• EXERCISE BRIEF: Determine how many lines in the entries below include "impl". The reply should be that number and nothing else.

Stored data entries
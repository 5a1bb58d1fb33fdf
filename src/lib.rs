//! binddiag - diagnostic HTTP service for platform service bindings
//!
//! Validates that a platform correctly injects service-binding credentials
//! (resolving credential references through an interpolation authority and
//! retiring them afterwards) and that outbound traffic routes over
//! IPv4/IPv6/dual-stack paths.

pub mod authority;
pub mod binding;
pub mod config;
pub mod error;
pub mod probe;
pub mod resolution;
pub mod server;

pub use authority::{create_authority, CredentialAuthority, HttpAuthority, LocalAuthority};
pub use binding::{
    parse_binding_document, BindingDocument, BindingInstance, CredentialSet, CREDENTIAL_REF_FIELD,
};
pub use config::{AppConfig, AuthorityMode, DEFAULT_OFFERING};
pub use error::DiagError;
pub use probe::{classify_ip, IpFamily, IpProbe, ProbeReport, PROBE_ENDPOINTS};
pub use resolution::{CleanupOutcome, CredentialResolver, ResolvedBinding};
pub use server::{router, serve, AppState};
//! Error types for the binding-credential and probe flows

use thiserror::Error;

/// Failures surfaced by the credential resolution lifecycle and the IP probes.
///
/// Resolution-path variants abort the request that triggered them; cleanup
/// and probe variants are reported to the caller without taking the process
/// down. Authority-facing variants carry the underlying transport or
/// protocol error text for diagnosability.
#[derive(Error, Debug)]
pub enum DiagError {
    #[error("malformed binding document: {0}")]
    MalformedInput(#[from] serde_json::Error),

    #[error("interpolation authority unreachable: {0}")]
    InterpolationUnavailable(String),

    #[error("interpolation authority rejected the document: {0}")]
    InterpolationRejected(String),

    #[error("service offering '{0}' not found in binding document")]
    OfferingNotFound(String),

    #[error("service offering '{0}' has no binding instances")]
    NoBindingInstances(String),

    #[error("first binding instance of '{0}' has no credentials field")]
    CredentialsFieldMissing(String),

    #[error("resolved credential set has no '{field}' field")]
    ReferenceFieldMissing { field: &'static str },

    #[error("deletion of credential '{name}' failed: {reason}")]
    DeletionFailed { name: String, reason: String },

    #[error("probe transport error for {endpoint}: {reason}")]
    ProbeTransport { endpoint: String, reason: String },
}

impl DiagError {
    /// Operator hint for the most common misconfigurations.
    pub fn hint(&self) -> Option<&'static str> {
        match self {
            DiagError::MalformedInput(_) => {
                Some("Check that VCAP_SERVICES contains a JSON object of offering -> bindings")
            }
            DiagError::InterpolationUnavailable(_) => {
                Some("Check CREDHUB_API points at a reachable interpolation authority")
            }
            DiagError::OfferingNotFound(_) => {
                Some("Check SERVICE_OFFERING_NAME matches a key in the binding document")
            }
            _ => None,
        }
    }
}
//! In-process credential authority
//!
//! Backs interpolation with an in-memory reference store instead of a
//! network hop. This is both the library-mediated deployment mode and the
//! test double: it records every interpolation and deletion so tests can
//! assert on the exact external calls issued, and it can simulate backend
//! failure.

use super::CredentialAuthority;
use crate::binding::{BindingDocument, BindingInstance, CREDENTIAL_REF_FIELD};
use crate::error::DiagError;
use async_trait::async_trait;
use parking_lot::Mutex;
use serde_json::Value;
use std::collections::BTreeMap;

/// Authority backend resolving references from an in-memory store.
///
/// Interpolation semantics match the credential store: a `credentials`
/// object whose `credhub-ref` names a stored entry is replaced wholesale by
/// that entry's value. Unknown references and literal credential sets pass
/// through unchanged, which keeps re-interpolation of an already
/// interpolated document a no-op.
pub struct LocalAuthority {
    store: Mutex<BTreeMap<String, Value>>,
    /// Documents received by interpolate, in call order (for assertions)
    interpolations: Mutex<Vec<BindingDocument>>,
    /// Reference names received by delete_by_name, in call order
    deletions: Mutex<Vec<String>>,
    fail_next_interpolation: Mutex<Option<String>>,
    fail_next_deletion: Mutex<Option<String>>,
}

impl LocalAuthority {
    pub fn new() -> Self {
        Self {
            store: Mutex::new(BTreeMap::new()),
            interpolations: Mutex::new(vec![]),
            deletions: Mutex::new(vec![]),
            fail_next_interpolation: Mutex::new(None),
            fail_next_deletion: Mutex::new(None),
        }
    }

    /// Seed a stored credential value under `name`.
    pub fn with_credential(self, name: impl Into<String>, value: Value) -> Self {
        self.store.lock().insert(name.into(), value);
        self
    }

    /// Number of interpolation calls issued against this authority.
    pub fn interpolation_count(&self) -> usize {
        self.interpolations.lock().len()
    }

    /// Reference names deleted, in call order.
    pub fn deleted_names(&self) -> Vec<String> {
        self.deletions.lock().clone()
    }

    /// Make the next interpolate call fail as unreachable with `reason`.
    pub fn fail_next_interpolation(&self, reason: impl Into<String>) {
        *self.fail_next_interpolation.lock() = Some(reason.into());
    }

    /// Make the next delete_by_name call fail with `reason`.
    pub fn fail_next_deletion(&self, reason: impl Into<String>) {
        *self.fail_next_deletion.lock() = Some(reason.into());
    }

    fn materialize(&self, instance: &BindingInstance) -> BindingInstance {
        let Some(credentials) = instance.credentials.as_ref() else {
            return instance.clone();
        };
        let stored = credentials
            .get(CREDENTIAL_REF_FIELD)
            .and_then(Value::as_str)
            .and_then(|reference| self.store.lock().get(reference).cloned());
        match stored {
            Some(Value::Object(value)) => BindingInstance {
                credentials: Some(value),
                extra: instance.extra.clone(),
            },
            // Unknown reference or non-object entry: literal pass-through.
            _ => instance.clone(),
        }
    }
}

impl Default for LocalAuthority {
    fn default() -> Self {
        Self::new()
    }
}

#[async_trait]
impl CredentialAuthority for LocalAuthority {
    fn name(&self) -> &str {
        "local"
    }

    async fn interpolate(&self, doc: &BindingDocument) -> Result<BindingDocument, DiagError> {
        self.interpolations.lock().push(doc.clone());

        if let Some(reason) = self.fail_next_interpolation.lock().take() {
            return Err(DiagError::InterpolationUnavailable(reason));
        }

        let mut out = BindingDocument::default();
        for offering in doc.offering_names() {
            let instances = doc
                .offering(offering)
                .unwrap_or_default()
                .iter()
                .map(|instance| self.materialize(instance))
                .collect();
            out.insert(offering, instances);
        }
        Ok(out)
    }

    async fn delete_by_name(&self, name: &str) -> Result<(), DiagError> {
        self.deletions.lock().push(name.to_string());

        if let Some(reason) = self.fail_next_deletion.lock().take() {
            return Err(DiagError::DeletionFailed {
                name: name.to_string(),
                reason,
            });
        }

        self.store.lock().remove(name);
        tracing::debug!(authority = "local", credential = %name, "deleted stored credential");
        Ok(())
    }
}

• RESPONSE: 7